* [What the exercise asks] Look through the lines below and copy each one that includes "past".

※ ※ ※

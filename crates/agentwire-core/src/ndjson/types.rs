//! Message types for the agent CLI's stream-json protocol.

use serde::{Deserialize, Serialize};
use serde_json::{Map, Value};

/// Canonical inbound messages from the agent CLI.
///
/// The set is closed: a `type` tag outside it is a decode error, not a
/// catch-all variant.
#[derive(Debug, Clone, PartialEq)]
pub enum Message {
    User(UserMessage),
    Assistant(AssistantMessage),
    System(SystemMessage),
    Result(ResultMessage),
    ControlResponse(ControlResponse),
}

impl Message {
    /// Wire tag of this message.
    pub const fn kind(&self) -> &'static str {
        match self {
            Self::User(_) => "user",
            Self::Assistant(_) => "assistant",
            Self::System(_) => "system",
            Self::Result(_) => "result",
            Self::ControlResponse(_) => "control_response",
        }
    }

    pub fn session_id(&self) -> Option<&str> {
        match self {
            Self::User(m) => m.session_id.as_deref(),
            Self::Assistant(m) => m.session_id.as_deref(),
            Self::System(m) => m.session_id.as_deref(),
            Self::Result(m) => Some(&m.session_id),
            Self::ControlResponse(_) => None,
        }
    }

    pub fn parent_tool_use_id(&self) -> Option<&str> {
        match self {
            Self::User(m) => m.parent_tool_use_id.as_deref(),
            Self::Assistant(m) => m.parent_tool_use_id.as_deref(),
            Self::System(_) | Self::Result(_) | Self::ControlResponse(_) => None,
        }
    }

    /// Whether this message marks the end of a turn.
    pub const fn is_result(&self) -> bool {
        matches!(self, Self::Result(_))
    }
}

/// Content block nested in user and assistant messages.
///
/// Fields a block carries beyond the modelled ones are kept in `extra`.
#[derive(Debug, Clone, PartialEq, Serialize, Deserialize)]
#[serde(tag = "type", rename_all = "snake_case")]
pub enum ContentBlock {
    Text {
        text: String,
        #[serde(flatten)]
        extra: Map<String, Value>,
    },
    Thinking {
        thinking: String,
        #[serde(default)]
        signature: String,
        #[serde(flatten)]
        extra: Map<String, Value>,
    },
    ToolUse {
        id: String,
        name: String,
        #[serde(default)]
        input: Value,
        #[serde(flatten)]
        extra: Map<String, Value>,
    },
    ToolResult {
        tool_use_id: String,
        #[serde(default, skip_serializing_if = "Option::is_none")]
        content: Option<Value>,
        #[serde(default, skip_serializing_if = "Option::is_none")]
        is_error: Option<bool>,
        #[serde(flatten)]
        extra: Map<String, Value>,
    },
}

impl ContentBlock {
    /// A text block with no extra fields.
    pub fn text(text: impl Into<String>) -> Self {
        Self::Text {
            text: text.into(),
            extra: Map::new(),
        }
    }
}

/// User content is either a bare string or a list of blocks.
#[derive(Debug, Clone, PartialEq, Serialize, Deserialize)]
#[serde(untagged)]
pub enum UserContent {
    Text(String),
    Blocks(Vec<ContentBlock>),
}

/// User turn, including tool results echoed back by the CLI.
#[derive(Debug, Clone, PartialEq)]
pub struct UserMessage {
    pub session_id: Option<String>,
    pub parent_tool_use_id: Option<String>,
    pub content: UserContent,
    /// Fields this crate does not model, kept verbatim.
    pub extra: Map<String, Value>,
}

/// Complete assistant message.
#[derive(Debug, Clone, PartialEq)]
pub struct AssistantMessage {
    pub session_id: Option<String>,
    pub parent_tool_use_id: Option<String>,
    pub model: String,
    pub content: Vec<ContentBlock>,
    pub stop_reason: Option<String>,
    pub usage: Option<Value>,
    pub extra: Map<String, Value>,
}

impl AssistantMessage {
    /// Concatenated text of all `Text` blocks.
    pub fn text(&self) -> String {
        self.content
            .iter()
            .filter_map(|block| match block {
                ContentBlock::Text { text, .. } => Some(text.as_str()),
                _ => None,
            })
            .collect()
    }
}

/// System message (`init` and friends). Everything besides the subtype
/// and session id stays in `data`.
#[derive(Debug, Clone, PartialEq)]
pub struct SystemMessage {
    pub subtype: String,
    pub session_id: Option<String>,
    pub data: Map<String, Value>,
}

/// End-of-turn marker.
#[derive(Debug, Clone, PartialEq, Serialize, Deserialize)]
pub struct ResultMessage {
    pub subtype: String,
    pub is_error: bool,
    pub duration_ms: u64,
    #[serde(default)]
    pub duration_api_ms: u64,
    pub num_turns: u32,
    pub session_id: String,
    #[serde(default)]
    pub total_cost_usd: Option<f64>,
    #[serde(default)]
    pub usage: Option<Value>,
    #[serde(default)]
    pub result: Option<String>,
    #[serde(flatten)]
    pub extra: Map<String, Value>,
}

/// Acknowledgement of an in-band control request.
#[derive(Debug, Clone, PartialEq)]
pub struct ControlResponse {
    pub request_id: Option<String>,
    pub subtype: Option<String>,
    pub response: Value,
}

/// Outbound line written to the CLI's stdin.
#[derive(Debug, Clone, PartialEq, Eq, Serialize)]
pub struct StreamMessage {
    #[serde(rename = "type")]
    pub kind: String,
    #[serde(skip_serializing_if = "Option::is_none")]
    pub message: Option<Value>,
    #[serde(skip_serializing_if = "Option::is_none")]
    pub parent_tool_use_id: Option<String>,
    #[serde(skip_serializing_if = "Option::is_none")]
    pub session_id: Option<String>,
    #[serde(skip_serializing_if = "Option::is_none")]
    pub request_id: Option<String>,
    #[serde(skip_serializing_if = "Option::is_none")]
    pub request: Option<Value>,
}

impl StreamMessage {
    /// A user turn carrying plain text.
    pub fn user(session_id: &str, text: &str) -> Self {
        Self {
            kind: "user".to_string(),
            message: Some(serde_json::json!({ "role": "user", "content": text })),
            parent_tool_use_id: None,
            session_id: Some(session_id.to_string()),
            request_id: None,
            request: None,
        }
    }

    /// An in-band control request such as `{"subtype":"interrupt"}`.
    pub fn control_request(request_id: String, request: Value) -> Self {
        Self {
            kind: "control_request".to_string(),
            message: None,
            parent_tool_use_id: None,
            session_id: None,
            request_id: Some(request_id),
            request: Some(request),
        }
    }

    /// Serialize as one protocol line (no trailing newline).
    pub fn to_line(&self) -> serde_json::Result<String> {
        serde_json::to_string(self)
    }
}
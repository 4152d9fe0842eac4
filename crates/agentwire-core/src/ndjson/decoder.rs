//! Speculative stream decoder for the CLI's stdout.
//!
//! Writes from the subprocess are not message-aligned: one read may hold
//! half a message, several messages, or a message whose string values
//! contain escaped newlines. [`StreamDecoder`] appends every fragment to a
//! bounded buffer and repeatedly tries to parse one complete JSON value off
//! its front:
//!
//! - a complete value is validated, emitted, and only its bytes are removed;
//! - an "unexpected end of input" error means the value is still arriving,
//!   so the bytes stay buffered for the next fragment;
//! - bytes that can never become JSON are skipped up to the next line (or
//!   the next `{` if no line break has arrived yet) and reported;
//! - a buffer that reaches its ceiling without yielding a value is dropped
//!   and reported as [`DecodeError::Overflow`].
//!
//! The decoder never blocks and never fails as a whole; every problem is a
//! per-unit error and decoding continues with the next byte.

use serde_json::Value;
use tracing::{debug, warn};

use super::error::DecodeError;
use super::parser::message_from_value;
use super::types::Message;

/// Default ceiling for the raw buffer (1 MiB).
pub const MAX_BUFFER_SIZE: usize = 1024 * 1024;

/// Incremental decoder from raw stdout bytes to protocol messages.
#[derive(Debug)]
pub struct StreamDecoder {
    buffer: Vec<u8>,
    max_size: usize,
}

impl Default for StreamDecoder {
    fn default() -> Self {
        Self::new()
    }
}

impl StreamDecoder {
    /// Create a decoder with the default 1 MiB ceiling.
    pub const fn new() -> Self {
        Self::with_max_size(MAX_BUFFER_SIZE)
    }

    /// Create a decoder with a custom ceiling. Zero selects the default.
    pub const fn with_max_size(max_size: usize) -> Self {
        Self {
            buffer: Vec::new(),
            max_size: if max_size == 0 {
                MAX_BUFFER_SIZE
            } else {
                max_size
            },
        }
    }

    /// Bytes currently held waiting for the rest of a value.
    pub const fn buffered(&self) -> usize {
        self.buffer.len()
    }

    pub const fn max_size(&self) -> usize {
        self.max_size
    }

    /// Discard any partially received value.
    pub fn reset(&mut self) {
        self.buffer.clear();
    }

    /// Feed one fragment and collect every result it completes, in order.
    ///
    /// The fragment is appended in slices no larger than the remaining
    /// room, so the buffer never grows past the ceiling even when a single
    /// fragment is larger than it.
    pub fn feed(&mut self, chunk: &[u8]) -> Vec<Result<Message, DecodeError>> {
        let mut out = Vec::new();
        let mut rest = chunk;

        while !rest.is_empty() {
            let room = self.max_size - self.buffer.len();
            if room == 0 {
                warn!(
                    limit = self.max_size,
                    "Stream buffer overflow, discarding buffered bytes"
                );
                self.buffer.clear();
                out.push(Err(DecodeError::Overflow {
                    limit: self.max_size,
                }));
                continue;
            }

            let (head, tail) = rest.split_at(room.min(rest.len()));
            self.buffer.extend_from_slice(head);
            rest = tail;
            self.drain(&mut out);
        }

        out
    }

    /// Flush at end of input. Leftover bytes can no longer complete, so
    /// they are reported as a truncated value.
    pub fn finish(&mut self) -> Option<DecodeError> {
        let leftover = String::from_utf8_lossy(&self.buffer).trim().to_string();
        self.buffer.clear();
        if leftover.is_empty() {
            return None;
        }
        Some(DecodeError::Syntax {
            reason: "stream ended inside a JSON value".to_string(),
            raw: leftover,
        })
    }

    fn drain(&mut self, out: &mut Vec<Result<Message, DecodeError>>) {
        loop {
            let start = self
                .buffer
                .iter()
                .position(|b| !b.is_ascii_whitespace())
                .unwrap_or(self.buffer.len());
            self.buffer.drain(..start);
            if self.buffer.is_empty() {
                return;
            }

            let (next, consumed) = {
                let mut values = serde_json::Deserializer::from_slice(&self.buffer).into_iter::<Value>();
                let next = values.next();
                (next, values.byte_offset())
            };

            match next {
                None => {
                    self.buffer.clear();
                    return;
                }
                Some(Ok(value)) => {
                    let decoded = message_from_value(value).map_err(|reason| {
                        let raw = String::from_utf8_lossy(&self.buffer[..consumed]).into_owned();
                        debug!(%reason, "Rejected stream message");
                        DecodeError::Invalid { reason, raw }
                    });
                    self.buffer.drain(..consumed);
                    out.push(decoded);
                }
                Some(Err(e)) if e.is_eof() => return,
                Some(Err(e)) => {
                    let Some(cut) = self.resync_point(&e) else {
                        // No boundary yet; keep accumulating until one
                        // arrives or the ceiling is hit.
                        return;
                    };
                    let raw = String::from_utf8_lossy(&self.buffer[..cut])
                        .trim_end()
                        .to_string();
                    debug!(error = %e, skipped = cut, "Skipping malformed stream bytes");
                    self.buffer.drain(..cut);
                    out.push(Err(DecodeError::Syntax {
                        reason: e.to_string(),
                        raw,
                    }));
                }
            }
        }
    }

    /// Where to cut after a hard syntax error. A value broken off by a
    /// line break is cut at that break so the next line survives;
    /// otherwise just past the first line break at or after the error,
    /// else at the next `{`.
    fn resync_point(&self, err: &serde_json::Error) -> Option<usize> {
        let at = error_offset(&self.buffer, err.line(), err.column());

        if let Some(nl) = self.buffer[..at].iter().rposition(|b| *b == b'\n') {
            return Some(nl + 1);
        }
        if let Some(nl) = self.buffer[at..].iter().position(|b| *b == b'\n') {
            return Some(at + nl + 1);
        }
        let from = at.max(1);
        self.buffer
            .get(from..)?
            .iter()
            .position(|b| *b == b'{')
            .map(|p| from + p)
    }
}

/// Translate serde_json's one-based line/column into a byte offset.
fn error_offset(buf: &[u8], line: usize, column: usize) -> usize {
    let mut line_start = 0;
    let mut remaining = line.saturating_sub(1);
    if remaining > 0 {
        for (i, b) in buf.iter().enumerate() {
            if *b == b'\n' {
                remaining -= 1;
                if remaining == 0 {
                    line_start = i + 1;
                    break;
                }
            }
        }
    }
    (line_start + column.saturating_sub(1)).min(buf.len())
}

※ ※ ※

* [Written answer]
    /// room, so the buffer never grows past the ceiling even when a single
    /// otherwise just past the first line break at or after the error,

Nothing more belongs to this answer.